Exercise instructions:
Among the entries below, find the lines that hold the word "crate" and report them.

(Collected data entries)
//! Which node-structure helpers a harness needs, and where they go.
//!
//! A helper has two halves: the type definition and the builder/serializer
//! functions. The definition is skipped when the user declared the type
//! themselves; the functions are always emitted when the structure is in
//! play. Anything the user's code names must appear before it.

use polyjudge_core::StructuralKind;
use regex::Regex;

use crate::source::strip_comments;
use crate::toolchain::{HarnessRequest, LanguageToolchain, ResultNormalizer};

#[derive(Clone, Copy, Debug, PartialEq, Eq)]
pub enum Placement {
    BeforeUser,
    AfterUser,
    Omitted,
}

#[derive(Clone, Copy, Debug, PartialEq, Eq)]
pub struct HelperPlan {
    pub kind: StructuralKind,
    pub definition: Placement,
    pub functions: Placement,
}

impl HelperPlan {
    pub fn new(kind: StructuralKind, declared: bool, referenced: bool) -> Self {
        let (definition, functions) = match (declared, referenced) {
            (true, _) => (Placement::Omitted, Placement::AfterUser),
            (false, true) => (Placement::BeforeUser, Placement::BeforeUser),
            (false, false) => (Placement::AfterUser, Placement::AfterUser),
        };
        Self {
            kind,
            definition,
            functions,
        }
    }
}

/// Whether the type name appears as a whole word
pub fn references_type(stripped: &str, type_name: &str) -> bool {
    Regex::new(&format!(r"\b{}\b", regex::escape(type_name)))
        .map(|re| re.is_match(stripped))
        .unwrap_or(false)
}

/// Helper plans for every structure the request touches, in a fixed order
pub fn plan_helpers(
    toolchain: &dyn LanguageToolchain,
    request: &HarnessRequest<'_>,
) -> Vec<HelperPlan> {
    let stripped = strip_comments(request.user_source, toolchain.comment_syntax());

    StructuralKind::ALL
        .into_iter()
        .filter_map(|kind| {
            let declared = toolchain.declares_type(&stripped, kind.type_name());
            let referenced = references_type(&stripped, kind.type_name());

            let in_args = request.args.iter().any(|a| a.ty.structural_kind() == Some(kind));
            let needed = in_args
                || match request.normalizer {
                    Some(ResultNormalizer::Structure(k)) => k == kind,
                    Some(ResultNormalizer::Dynamic) => declared || referenced,
                    None => false,
                };

            match needed {
                true => Some(HelperPlan::new(kind, declared, referenced)),
                false => None,
            }
        })
        .collect()
}

/// Fragments scheduled for one placement, definition ahead of functions
pub fn fragments_at(
    plans: &[HelperPlan],
    placement: Placement,
    definition: impl Fn(StructuralKind) -> &'static str,
    functions: impl Fn(StructuralKind) -> &'static str,
) -> Vec<&'static str> {
    let mut out = Vec::new();
    for plan in plans {
        if plan.definition == placement {
            out.push(definition(plan.kind));
        }
        if plan.functions == placement {
            out.push(functions(plan.kind));
        }
    }
    out
}

#[cfg(test)]
mod tests {
    use super::*;

    #[test]
    fn test_placement_rules() {
        let declared = HelperPlan::new(StructuralKind::LinkedList, true, true);
        assert_eq!(declared.definition, Placement::Omitted);
        assert_eq!(declared.functions, Placement::AfterUser);

        let referenced = HelperPlan::new(StructuralKind::BinaryTree, false, true);
        assert_eq!(referenced.definition, Placement::BeforeUser);
        assert_eq!(referenced.functions, Placement::BeforeUser);

        let unseen = HelperPlan::new(StructuralKind::Graph, false, false);
        assert_eq!(unseen.definition, Placement::AfterUser);
        assert_eq!(unseen.functions, Placement::AfterUser);
    }

    #[test]
    fn test_references_type_whole_word() {
        assert!(references_type("ListNode* head", "ListNode"));
        assert!(!references_type("MyListNode* head", "ListNode"));
    }

    #[test]
    fn test_fragments_at() {
        let plans = [
            HelperPlan::new(StructuralKind::LinkedList, true, true),
            HelperPlan::new(StructuralKind::BinaryTree, false, false),
        ];
        let after = fragments_at(&plans, Placement::AfterUser, |k| k.type_name(), |_| "fns");
        assert_eq!(after, vec!["fns", "TreeNode", "fns"]);
        assert!(fragments_at(&plans, Placement::BeforeUser, |k| k.type_name(), |_| "fns").is_empty());
    }
}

Exercise output:
use crate::source::strip_comments;
use crate::toolchain::{HarnessRequest, LanguageToolchain, ResultNormalizer};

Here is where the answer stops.